Пользуясь огромным авторитетом, Ян Фрицевич критически относился к своим личным успехам. В аттестации на начдива отмечалось, что Я. Ф. Фабрициус «командир с твердым характером. Решительный в боевой обстановке. Имеет большой боевой опыт в серьезных операциях. Человек большого здравого смысла, высокой честности. Склонен к аскетическому образу жизни и на деле может показать пример способности к перенесению лишений и тягот. Имеет черты несомненного военного таланта, однако недостаточно в военном отношении подготовлен. Как на отрицательную черту должен указать на его бессистемность в работе, на разброску, на стремление все видеть и знать самому, не учитывая ограниченность человеческих способностей. Признаю его выдающимся...» и тому подобное. Аттестация кончалась выводом: «Полезно прослушать курс высших военных курсов». [315]

Имея такие заслуги, как у Фабрициуса, иной бы полез в бутылку, или, как говорят, заартачился. Так бывало у некоторых. По отзывам близко знавших Фабрициуса, он, конечно, тоже переживал замечания в свой адрес, но решительно согласился с выводом и немедля подал рапорт с просьбой зачислить на КУВНАС.
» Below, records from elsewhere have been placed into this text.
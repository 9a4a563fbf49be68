//! ResNet and ResNeXt encoders for U-Net segmentation models.
//!
//! ResNet here is the pre-activation variant: each residual unit starts with
//! BatchNorm + ReLU (`stageN_unitM_bn1`, `stageN_unitM_relu1`) and the network ends with
//! a final `bn1` / `relu1`. Node names follow the Keras classification-models
//! convention so the same skip-connection identifiers work unchanged.

use burn::{
    module::Ignored,
    nn::{BatchNorm, BatchNormConfig, Relu},
    prelude::*,
};
use feature_taps::{FeatureTaps, LayerGraph};

mod blocks;
mod resnext;

pub use blocks::*;
pub use resnext::*;

// ResNet residual stage unit counts
const RESNET18_BLOCKS: [usize; 4] = [2, 2, 2, 2];
const RESNET34_BLOCKS: [usize; 4] = [3, 4, 6, 3];
const RESNET50_BLOCKS: [usize; 4] = [3, 4, 6, 3];
const RESNET101_BLOCKS: [usize; 4] = [3, 4, 23, 3];
const RESNET152_BLOCKS: [usize; 4] = [3, 8, 36, 3];

/// ResNet configuration
#[derive(Config, Debug)]
pub struct ResNetConfig {
    /// Number of units in each stage, [3, 4, 6, 3] for ResNet50
    pub layers: [usize; 4],
    /// Use bottleneck units (ResNet50 and deeper)
    pub bottleneck: bool,
    /// Number of input image channels
    #[config(default = "3")]
    pub in_channels: usize,
}

impl ResNetConfig {
    /// ResNet18 configuration
    pub fn resnet18() -> Self {
        Self::new(RESNET18_BLOCKS, false)
    }

    /// ResNet34 configuration
    pub fn resnet34() -> Self {
        Self::new(RESNET34_BLOCKS, false)
    }

    /// ResNet50 configuration
    pub fn resnet50() -> Self {
        Self::new(RESNET50_BLOCKS, true)
    }

    /// ResNet101 configuration
    pub fn resnet101() -> Self {
        Self::new(RESNET101_BLOCKS, true)
    }

    /// ResNet152 configuration
    pub fn resnet152() -> Self {
        Self::new(RESNET152_BLOCKS, true)
    }

    /// Initialize ResNet model
    pub fn init<B: Backend>(&self, device: &B::Device) -> ResNetBackbone<B> {
        let mut graph = LayerGraph::new();
        let stem = Stem::new(self.in_channels, &mut graph, device);

        let mut channels = STEM_CHANNELS;
        let mut reduction = 4;
        let mut stages = Vec::with_capacity(self.layers.len());

        for (stage, &num_units) in self.layers.iter().enumerate() {
            let filters = STEM_CHANNELS << stage;
            let (block, out_channels) = StageBlock::new(
                stage,
                num_units,
                channels,
                filters,
                reduction,
                self.bottleneck,
                &mut graph,
                device,
            );
            stages.push(block);
            channels = out_channels;
            if stage > 0 {
                reduction *= 2;
            }
        }

        graph.push("bn1", channels, reduction);
        graph.push("relu1", channels, reduction);

        ResNetBackbone {
            stem,
            stages,
            bn1: BatchNormConfig::new(channels).init(device),
            relu: Relu::new(),
            graph: Ignored(graph),
        }
    }
}

/// Pre-activation ResNet encoder.
///
/// Output is `relu1` at 1/32 of the input resolution.
#[derive(Module, Debug)]
pub struct ResNetBackbone<B: Backend> {
    pub stem: Stem<B>,
    pub stages: Vec<StageBlock<B>>,
    pub bn1: BatchNorm<B, 2>,
    relu: Relu,
    graph: Ignored<LayerGraph>,
}

impl<B: Backend> ResNetBackbone<B> {
    /// Create ResNet-18 encoder.
    pub fn resnet18(device: &Device<B>) -> Self {
        ResNetConfig::resnet18().init(device)
    }

    /// Create ResNet-34 encoder.
    pub fn resnet34(device: &Device<B>) -> Self {
        ResNetConfig::resnet34().init(device)
    }

    /// Create ResNet-50 encoder.
    pub fn resnet50(device: &Device<B>) -> Self {
        ResNetConfig::resnet50().init(device)
    }

    /// Create ResNet-101 encoder.
    pub fn resnet101(device: &Device<B>) -> Self {
        ResNetConfig::resnet101().init(device)
    }

    /// Create ResNet-152 encoder.
    pub fn resnet152(device: &Device<B>) -> Self {
        ResNetConfig::resnet152().init(device)
    }

    /// The layer graph of this encoder.
    pub fn layer_graph(&self) -> &LayerGraph {
        &self.graph.0
    }

    /// Forward pass, recording every graph node into `taps`.
    pub fn forward_taps(&self, input: Tensor<B, 4>, taps: &mut FeatureTaps<B>) -> Tensor<B, 4> {
        let mut out = self.stem.forward(input, taps);
        for stage in &self.stages {
            out = stage.forward(out, taps);
        }

        let out = self.bn1.forward(out);
        taps.visit(&out);
        let out = self.relu.forward(out);
        taps.visit(&out);
        out
    }

    /// Forward pass returning only the encoder output.
    pub fn forward(&self, input: Tensor<B, 4>) -> Tensor<B, 4> {
        self.forward_taps(input, &mut FeatureTaps::none())
    }
}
На курсах Фабрициус был едва ли не самым прилежным слушателем, усиленно штудировал труды Маркса, Энгельса, Ленина, военные науки, участвовал в работе военно-научного общества, писал статьи, не говоря уже о большой партийной работе, особенно о тех схватках с троцкистскими демагогами, которые вел на собраниях, митингах в Москве.

Сидим мы как-то в номере гостиницы «Софийское подворье» и пьем чай. На улице лютует стужа. От мороза даже окна временами потрескивают.
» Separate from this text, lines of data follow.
//! ResNet building blocks.
//!
//! This module contains the stem shared by ResNet and ResNeXt, the pre-activation
//! residual units (basic and bottleneck) and the stage container. Every block
//! registers its nodes in the encoder's [`LayerGraph`] while it is built, and visits
//! them in the same order in its forward pass.

use core::f64::consts::SQRT_2;

use burn::{
    nn::{
        conv::{Conv2d, Conv2dConfig},
        pool::{MaxPool2d, MaxPool2dConfig},
        BatchNorm, BatchNormConfig, Initializer, PaddingConfig2d, Relu,
    },
    prelude::*,
};
use feature_taps::{FeatureTaps, LayerGraph};

/// Channels produced by the stem convolution.
pub const STEM_CHANNELS: usize = 64;

/// Bias-free convolution with "same" padding for odd kernels.
pub(crate) fn conv2d<B: Backend>(
    channels: [usize; 2],
    kernel: usize,
    stride: usize,
    groups: usize,
    device: &Device<B>,
) -> Conv2d<B> {
    let initializer = Initializer::KaimingNormal {
        gain: SQRT_2,
        fan_out_only: true,
    };
    let padding = kernel / 2;

    Conv2dConfig::new(channels, [kernel, kernel])
        .with_stride([stride, stride])
        .with_padding(PaddingConfig2d::Explicit(padding, padding))
        .with_groups(groups)
        .with_bias(false)
        .with_initializer(initializer)
        .init(device)
}

/// Stem: bn_data + conv0 + bn0 + relu0 + pooling0.
///
/// Registers `data`, `bn_data`, `conv0`, `bn0`, `relu0` and `pooling0`.
#[derive(Module, Debug)]
pub struct Stem<B: Backend> {
    pub bn_data: BatchNorm<B, 2>,
    pub conv0: Conv2d<B>,
    pub bn0: BatchNorm<B, 2>,
    relu: Relu,
    pooling: MaxPool2d,
}

impl<B: Backend> Stem<B> {
    pub fn forward(&self, input: Tensor<B, 4>, taps: &mut FeatureTaps<B>) -> Tensor<B, 4> {
        taps.visit(&input);
        let out = self.bn_data.forward(input);
        taps.visit(&out);
        let out = self.conv0.forward(out);
        taps.visit(&out);
        let out = self.bn0.forward(out);
        taps.visit(&out);
        let out = self.relu.forward(out);
        taps.visit(&out);
        let out = self.pooling.forward(out);
        taps.visit(&out);
        out
    }

    /// Create a new stem and register its nodes.
    pub fn new(in_channels: usize, graph: &mut LayerGraph, device: &Device<B>) -> Self {
        graph.push("data", in_channels, 1);
        graph.push("bn_data", in_channels, 1);
        graph.push("conv0", STEM_CHANNELS, 2);
        graph.push("bn0", STEM_CHANNELS, 2);
        graph.push("relu0", STEM_CHANNELS, 2);
        graph.push("pooling0", STEM_CHANNELS, 4);

        // 7x7 conv, stride=2, padding=3
        let conv0 = conv2d([in_channels, STEM_CHANNELS], 7, 2, 1, device);

        // 3x3 maxpool, stride=2, padding=1
        let pooling = MaxPool2dConfig::new([3, 3])
            .with_strides([2, 2])
            .with_padding(PaddingConfig2d::Explicit(1, 1))
            .init();

        Self {
            bn_data: BatchNormConfig::new(in_channels).init(device),
            conv0,
            bn0: BatchNormConfig::new(STEM_CHANNELS).init(device),
            relu: Relu::new(),
            pooling,
        }
    }
}

/// Geometry of a residual unit being built.
#[derive(Debug, Clone)]
pub struct UnitSpec {
    /// Node name prefix, e.g. `stage2_unit1_`.
    pub prefix: String,
    pub in_channels: usize,
    pub filters: usize,
    pub stride: usize,
    /// Reduction of the unit input.
    pub reduction: usize,
    /// Whether the shortcut is a strided 1x1 projection of the pre-activated input.
    pub projection: bool,
}

impl UnitSpec {
    fn name(&self, node: &str) -> String {
        format!("{}{node}", self.prefix)
    }

    const fn out_reduction(&self) -> usize {
        self.reduction * self.stride
    }
}

#[derive(Module, Debug)]
pub enum ResidualUnit<B: Backend> {
    /// A basic pre-activation unit.
    Basic(BasicUnit<B>),
    /// A bottleneck pre-activation unit.
    Bottleneck(BottleneckUnit<B>),
}

impl<B: Backend> ResidualUnit<B> {
    pub fn forward(&self, input: Tensor<B, 4>, taps: &mut FeatureTaps<B>) -> Tensor<B, 4> {
        match self {
            Self::Basic(unit) => unit.forward(input, taps),
            Self::Bottleneck(unit) => unit.forward(input, taps),
        }
    }
}

/// Pre-activation basic unit: bn1, relu1, [sc], conv1, bn2, relu2, conv2, add.
#[derive(Module, Debug)]
pub struct BasicUnit<B: Backend> {
    pub bn1: BatchNorm<B, 2>,
    pub conv1: Conv2d<B>,
    pub bn2: BatchNorm<B, 2>,
    pub conv2: Conv2d<B>,
    pub shortcut: Option<Conv2d<B>>,
    relu: Relu,
}

impl<B: Backend> BasicUnit<B> {
    pub fn forward(&self, input: Tensor<B, 4>, taps: &mut FeatureTaps<B>) -> Tensor<B, 4> {
        let identity = input.clone();

        let out = self.bn1.forward(input);
        taps.visit(&out);
        let out = self.relu.forward(out);
        taps.visit(&out);

        let shortcut = match &self.shortcut {
            Some(shortcut) => {
                let projected = shortcut.forward(out.clone());
                taps.visit(&projected);
                projected
            }
            None => identity,
        };

        let out = self.conv1.forward(out);
        taps.visit(&out);
        let out = self.bn2.forward(out);
        taps.visit(&out);
        let out = self.relu.forward(out);
        taps.visit(&out);
        let out = self.conv2.forward(out);
        taps.visit(&out);

        let out = out + shortcut;
        taps.visit(&out);
        out
    }

    /// Create a new basic unit and register its nodes.
    pub fn new(spec: &UnitSpec, graph: &mut LayerGraph, device: &Device<B>) -> Self {
        let (r_in, r_out) = (spec.reduction, spec.out_reduction());

        graph.push(spec.name("bn1"), spec.in_channels, r_in);
        graph.push(spec.name("relu1"), spec.in_channels, r_in);
        if spec.projection {
            graph.push(spec.name("sc"), spec.filters, r_out);
        }
        graph.push(spec.name("conv1"), spec.filters, r_out);
        graph.push(spec.name("bn2"), spec.filters, r_out);
        graph.push(spec.name("relu2"), spec.filters, r_out);
        graph.push(spec.name("conv2"), spec.filters, r_out);
        graph.push(spec.name("add"), spec.filters, r_out);

        let shortcut = spec.projection.then(|| {
            conv2d([spec.in_channels, spec.filters], 1, spec.stride, 1, device)
        });

        Self {
            bn1: BatchNormConfig::new(spec.in_channels).init(device),
            conv1: conv2d([spec.in_channels, spec.filters], 3, spec.stride, 1, device),
            bn2: BatchNormConfig::new(spec.filters).init(device),
            conv2: conv2d([spec.filters, spec.filters], 3, 1, 1, device),
            shortcut,
            relu: Relu::new(),
        }
    }
}

/// Pre-activation bottleneck unit with expansion 4.
///
/// Nodes: bn1, relu1, [sc], conv1, bn2, relu2, conv2, bn3, relu3, conv3, add.
/// The stride sits on the 3x3 convolution.
#[derive(Module, Debug)]
pub struct BottleneckUnit<B: Backend> {
    pub bn1: BatchNorm<B, 2>,
    pub conv1: Conv2d<B>,
    pub bn2: BatchNorm<B, 2>,
    pub conv2: Conv2d<B>,
    pub bn3: BatchNorm<B, 2>,
    pub conv3: Conv2d<B>,
    pub shortcut: Option<Conv2d<B>>,
    relu: Relu,
}

/// Bottleneck channel expansion.
pub const BOTTLENECK_EXPANSION: usize = 4;

impl<B: Backend> BottleneckUnit<B> {
    pub fn forward(&self, input: Tensor<B, 4>, taps: &mut FeatureTaps<B>) -> Tensor<B, 4> {
        let identity = input.clone();

        let out = self.bn1.forward(input);
        taps.visit(&out);
        let out = self.relu.forward(out);
        taps.visit(&out);

        let shortcut = match &self.shortcut {
            Some(shortcut) => {
                let projected = shortcut.forward(out.clone());
                taps.visit(&projected);
                projected
            }
            None => identity,
        };

        let out = self.conv1.forward(out);
        taps.visit(&out);
        let out = self.bn2.forward(out);
        taps.visit(&out);
        let out = self.relu.forward(out);
        taps.visit(&out);
        let out = self.conv2.forward(out);
        taps.visit(&out);
        let out = self.bn3.forward(out);
        taps.visit(&out);
        let out = self.relu.forward(out);
        taps.visit(&out);
        let out = self.conv3.forward(out);
        taps.visit(&out);

        let out = out + shortcut;
        taps.visit(&out);
        out
    }

    /// Create a new bottleneck unit and register its nodes.
    pub fn new(spec: &UnitSpec, graph: &mut LayerGraph, device: &Device<B>) -> Self {
        let (r_in, r_out) = (spec.reduction, spec.out_reduction());
        let out_channels = spec.filters * BOTTLENECK_EXPANSION;

        graph.push(spec.name("bn1"), spec.in_channels, r_in);
        graph.push(spec.name("relu1"), spec.in_channels, r_in);
        if spec.projection {
            graph.push(spec.name("sc"), out_channels, r_out);
        }
        graph.push(spec.name("conv1"), spec.filters, r_in);
        graph.push(spec.name("bn2"), spec.filters, r_in);
        graph.push(spec.name("relu2"), spec.filters, r_in);
        graph.push(spec.name("conv2"), spec.filters, r_out);
        graph.push(spec.name("bn3"), spec.filters, r_out);
        graph.push(spec.name("relu3"), spec.filters, r_out);
        graph.push(spec.name("conv3"), out_channels, r_out);
        graph.push(spec.name("add"), out_channels, r_out);

        let shortcut = spec.projection.then(|| {
            conv2d([spec.in_channels, out_channels], 1, spec.stride, 1, device)
        });

        Self {
            bn1: BatchNormConfig::new(spec.in_channels).init(device),
            conv1: conv2d([spec.in_channels, spec.filters], 1, 1, 1, device),
            bn2: BatchNormConfig::new(spec.filters).init(device),
            conv2: conv2d([spec.filters, spec.filters], 3, spec.stride, 1, device),
            bn3: BatchNormConfig::new(spec.filters).init(device),
            conv3: conv2d([spec.filters, out_channels], 1, 1, 1, device),
            shortcut,
            relu: Relu::new(),
        }
    }
}

/// Collection of sequential residual units forming one stage.
#[derive(Module, Debug)]
pub struct StageBlock<B: Backend> {
    pub units: Vec<ResidualUnit<B>>,
}

impl<B: Backend> StageBlock<B> {
    pub fn forward(&self, input: Tensor<B, 4>, taps: &mut FeatureTaps<B>) -> Tensor<B, 4> {
        let mut out = input;
        for unit in &self.units {
            out = unit.forward(out, taps);
        }
        out
    }

    /// Create stage `stage` (zero based) and register its nodes.
    ///
    /// Returns the stage together with its output channels.
    #[allow(clippy::too_many_arguments)]
    pub fn new(
        stage: usize,
        num_units: usize,
        in_channels: usize,
        filters: usize,
        reduction: usize,
        bottleneck: bool,
        graph: &mut LayerGraph,
        device: &Device<B>,
    ) -> (Self, usize) {
        let out_channels = if bottleneck {
            filters * BOTTLENECK_EXPANSION
        } else {
            filters
        };
        // The first stage follows the stride-2 max pool and keeps its resolution.
        let stride = if stage == 0 { 1 } else { 2 };

        let units = (0..num_units)
            .map(|u| {
                // First unit projects the shortcut and applies the stride
                let spec = UnitSpec {
                    prefix: format!("stage{}_unit{}_", stage + 1, u + 1),
                    in_channels: if u == 0 { in_channels } else { out_channels },
                    filters,
                    stride: if u == 0 { stride } else { 1 },
                    reduction: if u == 0 { reduction } else { reduction * stride },
                    projection: u == 0,
                };
                if bottleneck {
                    ResidualUnit::Bottleneck(BottleneckUnit::new(&spec, graph, device))
                } else {
                    ResidualUnit::Basic(BasicUnit::new(&spec, graph, device))
                }
            })
            .collect();

        (Self { units }, out_channels)
    }
}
— Как в Сибири, — говорит Ян Фрицевич, обернувшись к окну, расписанному снежными узорами. На минуту он застывает, как изваяние, и я любуюсь его фигурой. Ему уже за сорок пять: сидит рослый, стройный, широкоплечий. На груди четыре ордена, с которыми он никогда не расставался, поблескивают. Как всегда, Ян Фрицевич чисто побрит, коротко остриженные без пробора волосы зачесаны назад. На волевом лице пушистые усы и бородка. Его длинные руки с чашкой чаю кажутся непомерно вытянутыми, словно он хочет передать ее кому-то из нас. Но и у меня, и у соседа Степана Сергеевича Вострецова тоже в руках по чашке.
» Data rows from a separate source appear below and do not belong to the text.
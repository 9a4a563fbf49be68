//! # U-Net Model
//!
//! The assembled segmentation model and the assembler that builds it from a
//! [`UnetConfig`].
//!
//! Assembly runs in a fixed order:
//! 1. validate the configuration
//! 2. build the encoder and apply its weights
//! 3. resolve the skip connections (the default table or an explicit list)
//! 4. attach the decoder
//! 5. freeze the encoder when requested
//! 6. name the model `u-<backbone>`

use backbones::{BackboneEncoder, Encoder, FeatureTaps};
use burn::{
    module::Ignored,
    nn::conv::Conv2d,
    prelude::*,
    tensor::activation::{relu, sigmoid, softmax, tanh},
};
use log::{debug, info};

use super::{
    backbones::get_backbone,
    blocks::DecoderBlock,
    builder::{build_unet, DecoderConfig},
};
use crate::{
    config::{Activation, UnetConfig, UPSAMPLE_RATES},
    error::{UnetError, UnetResult},
    freeze::freeze_model,
    skip_connections::resolve_encoder_features,
};

/// A U-Net segmentation model: encoder, decoder blocks and a classification head.
#[derive(Module, Debug)]
pub struct Unet<B: Backend> {
    /// The encoder.
    pub(crate) encoder: BackboneEncoder<B>,
    /// Decoder blocks, deepest first.
    pub(crate) blocks: Vec<DecoderBlock<B>>,
    /// 3x3 convolution producing one channel per class.
    pub(crate) final_conv: Conv2d<B>,
    pub(crate) activation: Ignored<Activation>,
    /// Layer graph positions of the skip features, one per leading decoder block.
    pub(crate) skip_indices: Ignored<Vec<usize>>,
    /// Downsampling factor of the output relative to the input.
    pub(crate) output_reduction: Ignored<usize>,
    pub(crate) name: Ignored<String>,
}

impl<B: Backend> Unet<B> {
    /// Segments a batch of images.
    ///
    /// # Arguments
    ///
    /// * `input` - Tensor of shape `[batch_size, channels, height, width]`; height and
    ///   width must be divisible by the encoder stride (32).
    ///
    /// # Returns
    ///
    /// The activated mask of shape `[batch_size, classes, height, width]` (smaller by
    /// the remaining stride when the decoder has fewer than five blocks).
    pub fn forward(&self, input: Tensor<B, 4>) -> UnetResult<Tensor<B, 4>> {
        self.check_input(&input)?;

        let mut taps = FeatureTaps::new(&self.skip_indices.0);
        let x = self.encoder.forward_taps(input, &mut taps);
        let skips = taps
            .finish()
            .map_err(|e| UnetError::TensorOperationFailed {
                operation: format!("collecting skip features: {e}"),
            })?;

        let mut skips = skips.into_iter();
        let x = self
            .blocks
            .iter()
            .fold(x, |x, block| block.forward(x, skips.next()));

        let x = self.final_conv.forward(x);
        Ok(self.activate(x))
    }

    fn check_input(&self, input: &Tensor<B, 4>) -> UnetResult<()> {
        let [batch, channels, height, width] = input.dims();
        let stride = self.encoder.reduction();
        let expected_channels = self
            .encoder
            .layer_graph()
            .get(0)
            .map_or(channels, |layer| layer.channels);

        if channels != expected_channels || height % stride != 0 || width % stride != 0 {
            return Err(UnetError::InvalidTensorShape {
                expected: format!(
                    "[batch, {expected_channels}, H, W] with H and W divisible by {stride}"
                ),
                actual: format!("[{batch}, {channels}, {height}, {width}]"),
            });
        }
        Ok(())
    }

    fn activate(&self, x: Tensor<B, 4>) -> Tensor<B, 4> {
        match self.activation.0 {
            Activation::Sigmoid => sigmoid(x),
            Activation::Softmax => softmax(x, 1),
            Activation::Linear => x,
            Activation::Relu => relu(x),
            Activation::Tanh => tanh(x),
        }
    }

    /// The model name, `u-<backbone>` for assembled models.
    pub fn name(&self) -> &str {
        &self.name.0
    }

    /// Renames the model.
    pub fn set_name(mut self, name: impl Into<String>) -> Self {
        self.name = Ignored(name.into());
        self
    }

    /// The encoder.
    pub fn encoder(&self) -> &BackboneEncoder<B> {
        &self.encoder
    }

    /// Number of decoder blocks.
    pub fn num_decoder_blocks(&self) -> usize {
        self.blocks.len()
    }

    /// Layer graph positions feeding the decoder blocks.
    pub fn skip_indices(&self) -> &[usize] {
        &self.skip_indices.0
    }

    /// Output activation.
    pub fn activation(&self) -> &Activation {
        &self.activation.0
    }

    /// Downsampling factor of the output relative to the input.
    pub fn output_reduction(&self) -> usize {
        self.output_reduction.0
    }

    /// Marks every encoder parameter as non-trainable; the decoder is left untouched.
    pub fn freeze_encoder(self) -> Self {
        Self {
            encoder: freeze_model::<B, _>(self.encoder),
            ..self
        }
    }
}

impl UnetConfig {
    /// Assembles the U-Net described by this configuration.
    ///
    /// # Errors
    ///
    /// Every failure of a sub-step (unknown backbone, table miss, unresolvable or
    /// misplaced skip layer, invalid decoder settings, weight loading) is returned
    /// unchanged.
    pub fn init<B: Backend>(&self, device: &Device<B>) -> UnetResult<Unet<B>> {
        self.validate()?;

        let encoder = get_backbone(
            &self.backbone_name,
            self.input_channels,
            &self.encoder_weights,
            device,
        )?;

        let skip_layers = resolve_encoder_features(&self.backbone_name, &self.encoder_features)?;
        debug!(
            "Skip connections for {}: {:?}",
            self.backbone_name,
            skip_layers.iter().map(|layer| layer.describe()).collect::<Vec<_>>()
        );

        let decoder = DecoderConfig::new(self.classes, skip_layers)
            .with_decoder_filters(self.decoder_filters.clone())
            .with_block_type(self.decoder_block_type.clone())
            .with_activation(self.activation.clone())
            .with_n_upsample_blocks(self.decoder_filters.len())
            .with_upsample_rates(UPSAMPLE_RATES.to_vec())
            .with_use_batchnorm(self.decoder_use_batchnorm);

        let mut model = build_unet(encoder, &decoder, device)?;

        if self.encoder_freeze {
            debug!("Freezing encoder parameters");
            model = model.freeze_encoder();
        }

        let model = model.set_name(self.model_name());
        info!(
            "Assembled {} ({} decoder blocks, {} parameters)",
            model.name(),
            model.num_decoder_blocks(),
            model.num_params()
        );
        Ok(model)
    }
}

/// Assembles a U-Net; shorthand for [`UnetConfig::init`].
pub fn unet<B: Backend>(config: &UnetConfig, device: &Device<B>) -> UnetResult<Unet<B>> {
    config.init(device)
}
Вострецов сидит в штатском, без орденов — так он обычно одевался в неучебное время. Ростом Степана Сергеевича природа тоже не обидела, только он худой и сутуловатый. Свободная рука сжата в такой выразительный кулачище, который сразу наводит на мысль, что в прошлом Степан был сельским кузнецом.

— Как в Сибири, говоришь, Ян? Надо думать, и тебе ночами снится Сибирь-то? — спрашивает Фабрициуса Вострецов и, подмигнув мне, неожиданно добавляет: — Сейчас бы не лишне пропустить рюмаху монопольки...

Фабрициус, равнодушный к водке, как и к табаку, промолчал. Мне же продолжить «идею» Степана после происшедшего случая было просто неловко, и я снова перевел беседу на Сибирь.

Тут мы оба впервые узнали от Фабрициуса, что, попав [316] в сибирскую ссылку, Ян решил бежать вначале за границу, а оттуда в родную Латвию. Вооружившись ружьями, лыжами, спичками, прихватив сколько можно хлеба, соли, он вместе с двумя друзьями ссыльными ушел в тайгу и исчез в ней. Промышляя охотой, дошли до Японского моря. Оттуда двинулись на север, пересекли Уссурийскую тайгу, тысячи километров прошагали вдоль Охотского и Берингова морей, миновали суровое белое безмолвие Чукотки и вышли к Берингову проливу. Там набрели на судно контрабандистов, направлявшееся за границу, за шкурки подстреленных пушных зверей купили места на судне. Но надо же такому приключиться: судно отошло и напоролось на крейсер «Адмирал Нахимов». Контрабандистов задержали. Как водится, жандармы произвели обыск. Ссыльные оказались для них самой желанной находкой. Их арестовали и отправили в Петропавловск, на Камчатку, а потом во Владивосток и в Якутскую область. Через какое-то время Ян снова «ушел в поход», но на этот раз до Николаевска-на-Амуре. Оттуда, преследуемый шпиками, перебрался в Александровск-на-Сахалине. Потом его призвали в царскую армию, и вскоре он оказался на войне. Слушая Фабрициуса, я невольно думал о том, какую силу воли надо было иметь, чтобы решиться пройти по следам древних русских землепроходцев.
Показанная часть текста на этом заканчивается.